[Start of section]

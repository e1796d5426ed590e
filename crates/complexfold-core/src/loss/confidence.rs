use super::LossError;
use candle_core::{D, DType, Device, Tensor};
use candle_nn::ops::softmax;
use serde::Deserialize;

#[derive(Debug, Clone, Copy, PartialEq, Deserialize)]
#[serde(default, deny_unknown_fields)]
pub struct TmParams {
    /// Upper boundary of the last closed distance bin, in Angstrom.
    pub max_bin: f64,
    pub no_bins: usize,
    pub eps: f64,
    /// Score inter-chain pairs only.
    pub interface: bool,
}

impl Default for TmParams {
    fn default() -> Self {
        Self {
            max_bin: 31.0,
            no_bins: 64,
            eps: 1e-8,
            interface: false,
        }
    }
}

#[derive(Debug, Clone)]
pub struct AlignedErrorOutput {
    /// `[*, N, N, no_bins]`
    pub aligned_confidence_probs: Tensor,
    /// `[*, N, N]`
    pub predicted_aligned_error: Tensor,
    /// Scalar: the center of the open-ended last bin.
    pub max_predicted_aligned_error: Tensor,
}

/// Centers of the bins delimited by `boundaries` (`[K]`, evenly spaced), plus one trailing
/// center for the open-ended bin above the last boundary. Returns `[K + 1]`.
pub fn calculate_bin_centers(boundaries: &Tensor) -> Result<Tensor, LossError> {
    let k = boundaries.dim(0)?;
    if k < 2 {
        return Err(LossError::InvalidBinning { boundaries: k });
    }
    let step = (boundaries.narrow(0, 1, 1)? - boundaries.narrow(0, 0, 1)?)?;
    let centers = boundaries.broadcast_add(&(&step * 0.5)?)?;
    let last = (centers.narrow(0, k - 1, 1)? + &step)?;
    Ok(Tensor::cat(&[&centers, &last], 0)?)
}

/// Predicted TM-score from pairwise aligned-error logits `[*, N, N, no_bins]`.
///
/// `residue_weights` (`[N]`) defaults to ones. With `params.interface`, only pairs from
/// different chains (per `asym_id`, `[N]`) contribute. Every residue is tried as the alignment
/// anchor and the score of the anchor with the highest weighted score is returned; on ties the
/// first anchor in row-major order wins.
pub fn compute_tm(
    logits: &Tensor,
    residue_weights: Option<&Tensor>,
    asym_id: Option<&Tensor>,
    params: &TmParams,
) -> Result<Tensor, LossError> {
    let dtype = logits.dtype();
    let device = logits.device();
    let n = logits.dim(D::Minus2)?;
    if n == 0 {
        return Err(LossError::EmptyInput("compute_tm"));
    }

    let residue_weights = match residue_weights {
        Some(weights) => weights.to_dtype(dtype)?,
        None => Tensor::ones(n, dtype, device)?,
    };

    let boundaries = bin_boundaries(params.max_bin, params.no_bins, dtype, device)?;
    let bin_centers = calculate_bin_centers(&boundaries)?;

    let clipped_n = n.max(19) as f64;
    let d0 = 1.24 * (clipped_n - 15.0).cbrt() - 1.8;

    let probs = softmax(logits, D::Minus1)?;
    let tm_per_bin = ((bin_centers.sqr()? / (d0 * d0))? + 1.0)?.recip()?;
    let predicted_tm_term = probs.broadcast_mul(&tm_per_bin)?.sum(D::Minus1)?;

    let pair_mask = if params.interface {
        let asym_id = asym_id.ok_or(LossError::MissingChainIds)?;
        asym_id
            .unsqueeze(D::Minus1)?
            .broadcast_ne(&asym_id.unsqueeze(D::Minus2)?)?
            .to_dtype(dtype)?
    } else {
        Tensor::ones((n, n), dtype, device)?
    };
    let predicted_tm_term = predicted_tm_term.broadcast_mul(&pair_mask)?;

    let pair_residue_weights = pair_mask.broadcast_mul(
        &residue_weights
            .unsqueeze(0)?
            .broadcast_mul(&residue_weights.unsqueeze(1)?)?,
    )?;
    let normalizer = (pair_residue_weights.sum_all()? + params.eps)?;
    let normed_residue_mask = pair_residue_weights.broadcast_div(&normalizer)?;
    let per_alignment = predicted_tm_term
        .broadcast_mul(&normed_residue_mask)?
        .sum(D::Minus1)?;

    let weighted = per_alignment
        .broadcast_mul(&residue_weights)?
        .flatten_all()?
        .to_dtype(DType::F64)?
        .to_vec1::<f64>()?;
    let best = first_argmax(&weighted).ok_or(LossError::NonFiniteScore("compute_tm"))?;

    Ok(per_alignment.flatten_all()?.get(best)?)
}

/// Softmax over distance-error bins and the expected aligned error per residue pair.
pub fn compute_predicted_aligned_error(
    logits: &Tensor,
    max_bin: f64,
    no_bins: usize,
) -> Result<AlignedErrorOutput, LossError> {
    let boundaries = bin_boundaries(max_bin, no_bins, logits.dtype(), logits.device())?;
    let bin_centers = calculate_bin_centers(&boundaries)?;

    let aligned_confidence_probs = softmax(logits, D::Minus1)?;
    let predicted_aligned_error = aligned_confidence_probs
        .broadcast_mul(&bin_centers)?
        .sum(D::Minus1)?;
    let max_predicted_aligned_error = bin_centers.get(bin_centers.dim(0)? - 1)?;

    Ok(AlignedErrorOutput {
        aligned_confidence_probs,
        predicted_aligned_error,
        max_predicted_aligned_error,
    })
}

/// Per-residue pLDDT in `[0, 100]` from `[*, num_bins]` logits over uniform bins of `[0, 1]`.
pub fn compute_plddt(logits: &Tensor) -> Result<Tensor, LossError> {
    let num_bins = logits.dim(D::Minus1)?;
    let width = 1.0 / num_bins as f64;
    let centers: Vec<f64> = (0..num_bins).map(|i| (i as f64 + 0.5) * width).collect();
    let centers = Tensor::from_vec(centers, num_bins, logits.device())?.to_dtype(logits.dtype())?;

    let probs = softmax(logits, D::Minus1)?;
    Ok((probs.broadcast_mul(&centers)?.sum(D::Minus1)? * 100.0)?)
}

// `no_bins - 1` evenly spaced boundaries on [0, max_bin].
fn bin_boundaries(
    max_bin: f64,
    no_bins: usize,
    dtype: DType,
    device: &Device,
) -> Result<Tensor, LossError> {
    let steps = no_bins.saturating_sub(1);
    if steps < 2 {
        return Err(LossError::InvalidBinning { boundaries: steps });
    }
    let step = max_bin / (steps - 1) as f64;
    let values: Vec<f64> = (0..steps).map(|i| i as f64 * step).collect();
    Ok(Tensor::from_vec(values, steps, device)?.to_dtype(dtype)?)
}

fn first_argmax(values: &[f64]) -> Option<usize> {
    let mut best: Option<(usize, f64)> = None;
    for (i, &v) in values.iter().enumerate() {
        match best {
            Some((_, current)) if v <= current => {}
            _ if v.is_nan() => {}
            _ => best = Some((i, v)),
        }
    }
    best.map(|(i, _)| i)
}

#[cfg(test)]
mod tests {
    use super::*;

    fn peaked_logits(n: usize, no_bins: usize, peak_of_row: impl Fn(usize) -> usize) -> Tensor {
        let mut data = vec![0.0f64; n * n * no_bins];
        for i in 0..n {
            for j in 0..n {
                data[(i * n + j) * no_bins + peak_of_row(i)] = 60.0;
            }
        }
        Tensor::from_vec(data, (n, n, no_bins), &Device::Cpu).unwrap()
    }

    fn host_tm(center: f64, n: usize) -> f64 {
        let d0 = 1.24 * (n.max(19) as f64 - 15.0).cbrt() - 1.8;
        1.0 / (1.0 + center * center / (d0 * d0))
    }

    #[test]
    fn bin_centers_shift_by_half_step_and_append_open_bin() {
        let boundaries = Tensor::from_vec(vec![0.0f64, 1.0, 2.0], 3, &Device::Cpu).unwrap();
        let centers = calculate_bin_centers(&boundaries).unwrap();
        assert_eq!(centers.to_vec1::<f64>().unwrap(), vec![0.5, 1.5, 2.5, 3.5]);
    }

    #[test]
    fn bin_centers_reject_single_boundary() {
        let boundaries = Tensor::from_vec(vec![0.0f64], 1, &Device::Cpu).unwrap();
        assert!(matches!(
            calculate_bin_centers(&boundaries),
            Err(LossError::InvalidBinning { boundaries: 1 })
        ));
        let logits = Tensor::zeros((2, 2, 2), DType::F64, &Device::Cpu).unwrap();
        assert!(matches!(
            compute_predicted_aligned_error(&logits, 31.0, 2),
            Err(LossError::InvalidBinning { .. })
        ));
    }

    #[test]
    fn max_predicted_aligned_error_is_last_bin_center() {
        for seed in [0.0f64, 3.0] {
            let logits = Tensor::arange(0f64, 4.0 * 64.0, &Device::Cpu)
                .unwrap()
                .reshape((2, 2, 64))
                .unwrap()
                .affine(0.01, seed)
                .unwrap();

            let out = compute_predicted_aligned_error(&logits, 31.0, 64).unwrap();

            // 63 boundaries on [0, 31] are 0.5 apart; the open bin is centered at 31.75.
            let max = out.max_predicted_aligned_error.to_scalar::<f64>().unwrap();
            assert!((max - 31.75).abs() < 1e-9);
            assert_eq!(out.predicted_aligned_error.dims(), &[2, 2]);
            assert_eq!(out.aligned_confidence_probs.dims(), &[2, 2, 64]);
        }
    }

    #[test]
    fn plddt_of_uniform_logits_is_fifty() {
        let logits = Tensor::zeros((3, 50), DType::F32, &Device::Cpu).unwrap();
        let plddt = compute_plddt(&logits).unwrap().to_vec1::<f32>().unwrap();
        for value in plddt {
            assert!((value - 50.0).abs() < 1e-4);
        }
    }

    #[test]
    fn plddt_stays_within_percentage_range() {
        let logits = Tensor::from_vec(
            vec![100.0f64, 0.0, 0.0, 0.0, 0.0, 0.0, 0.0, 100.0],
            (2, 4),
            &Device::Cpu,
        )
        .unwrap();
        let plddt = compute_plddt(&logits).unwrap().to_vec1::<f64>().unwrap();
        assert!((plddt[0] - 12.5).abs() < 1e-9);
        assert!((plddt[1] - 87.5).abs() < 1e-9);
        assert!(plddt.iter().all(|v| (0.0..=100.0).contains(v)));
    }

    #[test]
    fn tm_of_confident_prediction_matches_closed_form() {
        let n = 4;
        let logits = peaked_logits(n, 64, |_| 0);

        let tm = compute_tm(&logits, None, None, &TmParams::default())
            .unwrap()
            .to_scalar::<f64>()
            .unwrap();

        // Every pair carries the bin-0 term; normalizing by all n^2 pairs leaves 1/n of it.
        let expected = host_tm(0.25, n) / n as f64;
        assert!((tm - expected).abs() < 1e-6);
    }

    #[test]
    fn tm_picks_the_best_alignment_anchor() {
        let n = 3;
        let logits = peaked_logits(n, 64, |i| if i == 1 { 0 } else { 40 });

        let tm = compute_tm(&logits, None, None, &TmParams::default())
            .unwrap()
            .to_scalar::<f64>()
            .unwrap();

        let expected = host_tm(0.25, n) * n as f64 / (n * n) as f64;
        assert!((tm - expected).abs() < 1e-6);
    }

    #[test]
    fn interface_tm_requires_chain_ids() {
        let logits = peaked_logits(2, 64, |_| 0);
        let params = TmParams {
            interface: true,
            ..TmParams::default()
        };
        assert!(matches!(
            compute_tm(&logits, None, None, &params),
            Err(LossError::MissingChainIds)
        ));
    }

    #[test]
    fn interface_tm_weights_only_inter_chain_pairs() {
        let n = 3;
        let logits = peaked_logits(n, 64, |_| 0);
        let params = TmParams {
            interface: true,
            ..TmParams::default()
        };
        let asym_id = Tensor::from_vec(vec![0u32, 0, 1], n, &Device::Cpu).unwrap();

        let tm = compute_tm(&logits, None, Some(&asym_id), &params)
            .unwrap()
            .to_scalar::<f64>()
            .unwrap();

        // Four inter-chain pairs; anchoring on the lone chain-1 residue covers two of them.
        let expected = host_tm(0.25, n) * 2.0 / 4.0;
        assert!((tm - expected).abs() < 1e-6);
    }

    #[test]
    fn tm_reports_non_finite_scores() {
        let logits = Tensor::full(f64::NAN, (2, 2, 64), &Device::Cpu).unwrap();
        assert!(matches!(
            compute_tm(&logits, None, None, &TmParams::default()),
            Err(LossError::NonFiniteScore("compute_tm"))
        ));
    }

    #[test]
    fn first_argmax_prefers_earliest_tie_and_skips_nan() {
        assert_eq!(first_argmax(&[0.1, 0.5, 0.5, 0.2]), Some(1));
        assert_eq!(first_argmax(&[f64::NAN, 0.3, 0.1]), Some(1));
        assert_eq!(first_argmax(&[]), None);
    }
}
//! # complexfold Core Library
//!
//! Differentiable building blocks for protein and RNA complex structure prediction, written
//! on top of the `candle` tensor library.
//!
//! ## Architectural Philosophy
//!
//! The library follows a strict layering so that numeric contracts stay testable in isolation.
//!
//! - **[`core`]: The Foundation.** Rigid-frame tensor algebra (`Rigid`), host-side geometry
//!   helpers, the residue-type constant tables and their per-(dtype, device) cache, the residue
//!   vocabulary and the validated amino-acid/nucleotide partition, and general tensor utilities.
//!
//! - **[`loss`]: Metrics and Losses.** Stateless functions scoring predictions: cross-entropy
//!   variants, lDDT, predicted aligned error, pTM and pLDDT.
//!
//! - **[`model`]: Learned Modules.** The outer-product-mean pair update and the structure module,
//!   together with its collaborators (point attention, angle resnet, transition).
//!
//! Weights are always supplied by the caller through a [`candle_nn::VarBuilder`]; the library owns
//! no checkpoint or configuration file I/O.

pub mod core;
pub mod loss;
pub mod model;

[End of section]
[Start of section]

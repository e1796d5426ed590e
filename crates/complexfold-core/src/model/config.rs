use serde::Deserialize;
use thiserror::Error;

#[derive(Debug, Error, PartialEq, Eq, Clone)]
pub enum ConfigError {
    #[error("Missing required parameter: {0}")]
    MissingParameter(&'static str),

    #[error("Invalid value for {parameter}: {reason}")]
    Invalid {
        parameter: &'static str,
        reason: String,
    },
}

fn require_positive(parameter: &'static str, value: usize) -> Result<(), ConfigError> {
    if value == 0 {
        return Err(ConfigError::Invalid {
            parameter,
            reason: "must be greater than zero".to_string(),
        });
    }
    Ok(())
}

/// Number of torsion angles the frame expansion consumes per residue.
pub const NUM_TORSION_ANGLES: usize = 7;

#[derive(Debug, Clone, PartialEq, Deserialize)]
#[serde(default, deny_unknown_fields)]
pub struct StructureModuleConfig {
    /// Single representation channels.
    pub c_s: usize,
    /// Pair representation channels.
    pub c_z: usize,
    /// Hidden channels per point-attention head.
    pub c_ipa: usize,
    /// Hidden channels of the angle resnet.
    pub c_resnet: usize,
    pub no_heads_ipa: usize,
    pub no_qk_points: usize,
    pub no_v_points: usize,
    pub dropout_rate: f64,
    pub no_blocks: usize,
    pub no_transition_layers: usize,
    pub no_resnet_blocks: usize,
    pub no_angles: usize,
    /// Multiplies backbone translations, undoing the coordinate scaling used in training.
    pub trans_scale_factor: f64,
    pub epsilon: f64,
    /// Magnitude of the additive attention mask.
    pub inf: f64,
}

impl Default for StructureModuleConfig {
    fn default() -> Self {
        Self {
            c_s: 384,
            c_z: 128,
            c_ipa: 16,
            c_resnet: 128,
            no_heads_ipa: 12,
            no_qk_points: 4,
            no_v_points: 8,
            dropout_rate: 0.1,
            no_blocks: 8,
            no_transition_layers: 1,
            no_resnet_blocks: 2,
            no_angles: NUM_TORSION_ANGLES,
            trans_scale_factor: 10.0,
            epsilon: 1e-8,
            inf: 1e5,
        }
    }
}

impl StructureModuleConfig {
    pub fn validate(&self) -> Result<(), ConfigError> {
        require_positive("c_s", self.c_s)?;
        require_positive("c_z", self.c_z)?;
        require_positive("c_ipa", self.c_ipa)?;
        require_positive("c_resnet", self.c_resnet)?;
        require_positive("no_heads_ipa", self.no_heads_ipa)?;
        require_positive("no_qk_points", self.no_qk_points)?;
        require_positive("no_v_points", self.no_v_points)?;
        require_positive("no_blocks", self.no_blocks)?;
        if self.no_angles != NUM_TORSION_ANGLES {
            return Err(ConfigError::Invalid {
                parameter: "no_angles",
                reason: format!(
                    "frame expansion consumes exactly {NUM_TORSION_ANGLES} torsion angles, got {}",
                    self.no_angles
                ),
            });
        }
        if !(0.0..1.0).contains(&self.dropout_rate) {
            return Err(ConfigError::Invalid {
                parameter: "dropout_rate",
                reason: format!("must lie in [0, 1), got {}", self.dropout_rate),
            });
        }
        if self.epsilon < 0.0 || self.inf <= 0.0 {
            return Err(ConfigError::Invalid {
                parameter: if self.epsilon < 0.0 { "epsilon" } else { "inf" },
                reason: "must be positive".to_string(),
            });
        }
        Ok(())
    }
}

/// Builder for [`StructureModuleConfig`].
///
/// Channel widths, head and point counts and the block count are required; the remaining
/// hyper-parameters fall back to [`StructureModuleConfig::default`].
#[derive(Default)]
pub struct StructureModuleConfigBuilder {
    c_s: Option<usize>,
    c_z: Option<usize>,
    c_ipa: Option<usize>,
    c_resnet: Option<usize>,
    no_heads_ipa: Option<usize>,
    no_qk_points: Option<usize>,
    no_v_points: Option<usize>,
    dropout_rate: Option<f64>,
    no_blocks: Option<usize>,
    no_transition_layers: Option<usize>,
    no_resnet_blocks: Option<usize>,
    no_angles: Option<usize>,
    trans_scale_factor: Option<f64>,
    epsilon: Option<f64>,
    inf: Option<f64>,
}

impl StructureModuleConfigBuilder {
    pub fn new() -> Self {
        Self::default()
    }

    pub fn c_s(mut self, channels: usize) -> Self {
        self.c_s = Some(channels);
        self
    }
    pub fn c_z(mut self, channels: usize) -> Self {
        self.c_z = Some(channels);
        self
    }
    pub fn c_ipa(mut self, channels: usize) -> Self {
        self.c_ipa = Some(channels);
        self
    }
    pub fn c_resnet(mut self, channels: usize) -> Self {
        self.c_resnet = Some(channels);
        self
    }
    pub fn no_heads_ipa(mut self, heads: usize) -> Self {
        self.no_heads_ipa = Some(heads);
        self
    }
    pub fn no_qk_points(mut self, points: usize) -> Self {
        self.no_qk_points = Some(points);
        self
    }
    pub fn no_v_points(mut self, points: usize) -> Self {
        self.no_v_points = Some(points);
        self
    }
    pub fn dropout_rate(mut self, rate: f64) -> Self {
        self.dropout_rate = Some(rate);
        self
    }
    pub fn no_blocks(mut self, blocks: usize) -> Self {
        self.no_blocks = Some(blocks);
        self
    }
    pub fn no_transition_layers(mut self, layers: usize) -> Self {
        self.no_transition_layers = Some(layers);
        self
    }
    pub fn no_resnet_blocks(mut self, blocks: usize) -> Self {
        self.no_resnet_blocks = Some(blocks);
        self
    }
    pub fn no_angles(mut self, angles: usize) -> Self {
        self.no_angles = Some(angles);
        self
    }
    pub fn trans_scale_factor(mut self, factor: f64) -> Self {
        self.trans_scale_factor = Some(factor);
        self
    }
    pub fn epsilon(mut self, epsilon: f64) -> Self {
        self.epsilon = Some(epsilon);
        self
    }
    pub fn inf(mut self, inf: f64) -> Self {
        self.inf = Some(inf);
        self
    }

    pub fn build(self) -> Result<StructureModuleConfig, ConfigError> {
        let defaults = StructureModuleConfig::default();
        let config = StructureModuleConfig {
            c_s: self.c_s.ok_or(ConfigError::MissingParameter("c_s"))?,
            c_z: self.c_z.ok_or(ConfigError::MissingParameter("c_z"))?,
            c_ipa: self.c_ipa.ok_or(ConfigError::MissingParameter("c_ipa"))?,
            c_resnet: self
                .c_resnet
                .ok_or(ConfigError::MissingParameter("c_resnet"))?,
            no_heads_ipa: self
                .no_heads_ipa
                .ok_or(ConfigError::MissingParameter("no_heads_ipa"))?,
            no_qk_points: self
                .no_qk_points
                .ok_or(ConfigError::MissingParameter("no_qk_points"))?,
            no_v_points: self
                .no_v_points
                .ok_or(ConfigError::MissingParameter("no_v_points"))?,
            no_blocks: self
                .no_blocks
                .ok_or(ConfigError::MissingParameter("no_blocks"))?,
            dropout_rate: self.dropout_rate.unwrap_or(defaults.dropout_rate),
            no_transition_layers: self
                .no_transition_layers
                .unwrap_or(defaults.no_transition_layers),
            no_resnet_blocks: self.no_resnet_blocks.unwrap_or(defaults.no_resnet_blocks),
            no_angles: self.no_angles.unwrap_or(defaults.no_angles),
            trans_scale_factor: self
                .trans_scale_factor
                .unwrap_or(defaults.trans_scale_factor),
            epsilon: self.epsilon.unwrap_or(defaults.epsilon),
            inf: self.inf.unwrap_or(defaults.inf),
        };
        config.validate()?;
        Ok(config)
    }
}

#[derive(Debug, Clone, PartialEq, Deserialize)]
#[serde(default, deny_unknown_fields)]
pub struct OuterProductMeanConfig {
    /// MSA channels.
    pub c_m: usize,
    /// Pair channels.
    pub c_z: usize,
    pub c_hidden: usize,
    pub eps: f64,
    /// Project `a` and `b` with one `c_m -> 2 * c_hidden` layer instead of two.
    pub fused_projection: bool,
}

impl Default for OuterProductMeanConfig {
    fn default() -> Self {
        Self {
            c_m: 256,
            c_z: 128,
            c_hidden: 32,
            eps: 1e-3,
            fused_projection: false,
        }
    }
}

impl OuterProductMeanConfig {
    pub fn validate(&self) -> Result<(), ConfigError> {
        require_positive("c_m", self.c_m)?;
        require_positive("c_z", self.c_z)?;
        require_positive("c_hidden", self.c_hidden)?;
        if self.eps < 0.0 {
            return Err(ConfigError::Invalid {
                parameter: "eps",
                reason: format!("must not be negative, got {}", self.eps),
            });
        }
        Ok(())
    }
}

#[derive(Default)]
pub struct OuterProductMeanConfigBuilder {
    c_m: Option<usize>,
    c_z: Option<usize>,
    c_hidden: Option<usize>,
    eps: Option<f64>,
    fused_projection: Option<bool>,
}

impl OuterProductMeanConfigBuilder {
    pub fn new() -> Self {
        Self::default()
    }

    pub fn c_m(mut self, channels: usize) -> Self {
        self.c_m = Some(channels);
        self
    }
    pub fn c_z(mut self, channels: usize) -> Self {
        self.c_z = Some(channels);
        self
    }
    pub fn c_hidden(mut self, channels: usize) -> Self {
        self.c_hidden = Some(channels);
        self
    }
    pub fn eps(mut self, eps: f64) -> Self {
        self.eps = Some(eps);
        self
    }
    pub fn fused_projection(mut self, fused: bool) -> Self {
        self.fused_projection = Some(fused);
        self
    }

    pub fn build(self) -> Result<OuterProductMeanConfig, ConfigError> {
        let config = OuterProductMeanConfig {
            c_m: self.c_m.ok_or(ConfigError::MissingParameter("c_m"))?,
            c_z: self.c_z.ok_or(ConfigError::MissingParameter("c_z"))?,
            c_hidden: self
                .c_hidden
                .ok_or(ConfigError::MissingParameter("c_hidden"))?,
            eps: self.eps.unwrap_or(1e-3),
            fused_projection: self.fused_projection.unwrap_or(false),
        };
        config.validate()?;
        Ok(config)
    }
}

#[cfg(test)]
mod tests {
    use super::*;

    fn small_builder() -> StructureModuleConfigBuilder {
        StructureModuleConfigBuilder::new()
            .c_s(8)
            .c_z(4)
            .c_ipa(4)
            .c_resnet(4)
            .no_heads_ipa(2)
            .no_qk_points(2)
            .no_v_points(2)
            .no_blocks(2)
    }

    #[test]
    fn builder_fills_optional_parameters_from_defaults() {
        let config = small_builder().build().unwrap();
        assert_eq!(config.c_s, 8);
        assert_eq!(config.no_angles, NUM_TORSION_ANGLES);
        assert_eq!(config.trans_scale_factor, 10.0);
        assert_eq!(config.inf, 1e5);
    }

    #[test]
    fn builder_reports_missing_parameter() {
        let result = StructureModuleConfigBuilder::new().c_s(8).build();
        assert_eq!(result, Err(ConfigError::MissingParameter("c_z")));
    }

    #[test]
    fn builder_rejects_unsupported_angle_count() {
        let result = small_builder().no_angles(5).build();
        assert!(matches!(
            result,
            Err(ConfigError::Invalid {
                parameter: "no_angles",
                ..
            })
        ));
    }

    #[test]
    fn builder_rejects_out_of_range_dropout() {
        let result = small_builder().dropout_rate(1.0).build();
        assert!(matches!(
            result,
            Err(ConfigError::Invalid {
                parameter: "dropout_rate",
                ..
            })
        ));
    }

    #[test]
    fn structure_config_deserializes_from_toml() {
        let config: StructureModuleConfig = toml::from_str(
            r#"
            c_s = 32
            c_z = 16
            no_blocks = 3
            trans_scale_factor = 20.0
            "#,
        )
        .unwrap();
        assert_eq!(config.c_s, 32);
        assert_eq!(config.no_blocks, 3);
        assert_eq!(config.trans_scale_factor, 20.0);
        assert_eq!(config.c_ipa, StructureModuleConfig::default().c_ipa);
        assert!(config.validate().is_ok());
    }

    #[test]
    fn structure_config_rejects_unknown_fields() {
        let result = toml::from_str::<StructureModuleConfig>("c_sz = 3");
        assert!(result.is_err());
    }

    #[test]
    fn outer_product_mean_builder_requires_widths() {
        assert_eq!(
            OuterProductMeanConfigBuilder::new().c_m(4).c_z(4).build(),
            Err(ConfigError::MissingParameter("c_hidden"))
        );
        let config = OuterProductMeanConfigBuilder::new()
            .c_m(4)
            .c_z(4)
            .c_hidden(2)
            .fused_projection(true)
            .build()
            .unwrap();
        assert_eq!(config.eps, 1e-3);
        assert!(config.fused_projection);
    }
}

[End of section]
[Start of section]

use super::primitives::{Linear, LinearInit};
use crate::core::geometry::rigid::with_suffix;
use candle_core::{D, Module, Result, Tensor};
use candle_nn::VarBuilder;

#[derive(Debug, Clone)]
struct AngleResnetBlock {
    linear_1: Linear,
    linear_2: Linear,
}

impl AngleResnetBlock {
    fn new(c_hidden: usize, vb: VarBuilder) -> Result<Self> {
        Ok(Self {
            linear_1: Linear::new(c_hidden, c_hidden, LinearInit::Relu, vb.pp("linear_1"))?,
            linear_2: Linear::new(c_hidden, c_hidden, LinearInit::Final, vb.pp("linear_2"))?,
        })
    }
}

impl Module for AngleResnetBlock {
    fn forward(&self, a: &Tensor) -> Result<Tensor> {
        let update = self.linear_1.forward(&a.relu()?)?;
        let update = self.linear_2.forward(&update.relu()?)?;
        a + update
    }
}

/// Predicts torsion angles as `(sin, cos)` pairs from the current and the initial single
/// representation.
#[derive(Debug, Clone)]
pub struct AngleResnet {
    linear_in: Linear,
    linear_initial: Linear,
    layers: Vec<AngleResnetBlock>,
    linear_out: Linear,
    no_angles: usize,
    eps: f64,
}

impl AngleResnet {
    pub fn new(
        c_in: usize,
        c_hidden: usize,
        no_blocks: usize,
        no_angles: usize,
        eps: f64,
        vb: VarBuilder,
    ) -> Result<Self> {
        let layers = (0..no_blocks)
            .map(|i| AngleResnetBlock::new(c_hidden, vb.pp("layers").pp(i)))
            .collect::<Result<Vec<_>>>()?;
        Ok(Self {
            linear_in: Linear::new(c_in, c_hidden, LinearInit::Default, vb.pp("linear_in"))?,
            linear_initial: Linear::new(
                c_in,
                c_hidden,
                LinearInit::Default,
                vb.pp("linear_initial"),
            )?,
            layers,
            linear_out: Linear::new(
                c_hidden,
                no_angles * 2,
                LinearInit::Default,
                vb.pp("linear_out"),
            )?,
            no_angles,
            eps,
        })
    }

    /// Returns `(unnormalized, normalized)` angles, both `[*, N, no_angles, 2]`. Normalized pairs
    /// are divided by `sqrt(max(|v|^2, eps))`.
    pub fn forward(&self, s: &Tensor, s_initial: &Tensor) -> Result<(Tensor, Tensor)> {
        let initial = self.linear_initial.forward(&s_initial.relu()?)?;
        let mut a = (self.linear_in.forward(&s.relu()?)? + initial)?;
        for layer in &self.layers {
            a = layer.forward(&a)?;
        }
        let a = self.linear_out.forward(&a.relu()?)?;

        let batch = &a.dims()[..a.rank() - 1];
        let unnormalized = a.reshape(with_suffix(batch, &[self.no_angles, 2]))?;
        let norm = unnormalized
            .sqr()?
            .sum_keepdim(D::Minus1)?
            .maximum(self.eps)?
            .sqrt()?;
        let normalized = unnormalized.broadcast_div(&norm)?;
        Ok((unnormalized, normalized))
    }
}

[End of section]

Restate word for word the lines of the data above, starting at the line containing "pub fn no_heads_ipa(mut" and ending at the line containing "pub fn no_v_points(mut", both included, and nothing more.

_Answer to this task_:
    pub fn no_heads_ipa(mut self, heads: usize) -> Self {
        self.no_heads_ipa = Some(heads);
        self
    }
    pub fn no_qk_points(mut self, points: usize) -> Self {
        self.no_qk_points = Some(points);
        self
    }
    pub fn no_v_points(mut self, points: usize) -> Self {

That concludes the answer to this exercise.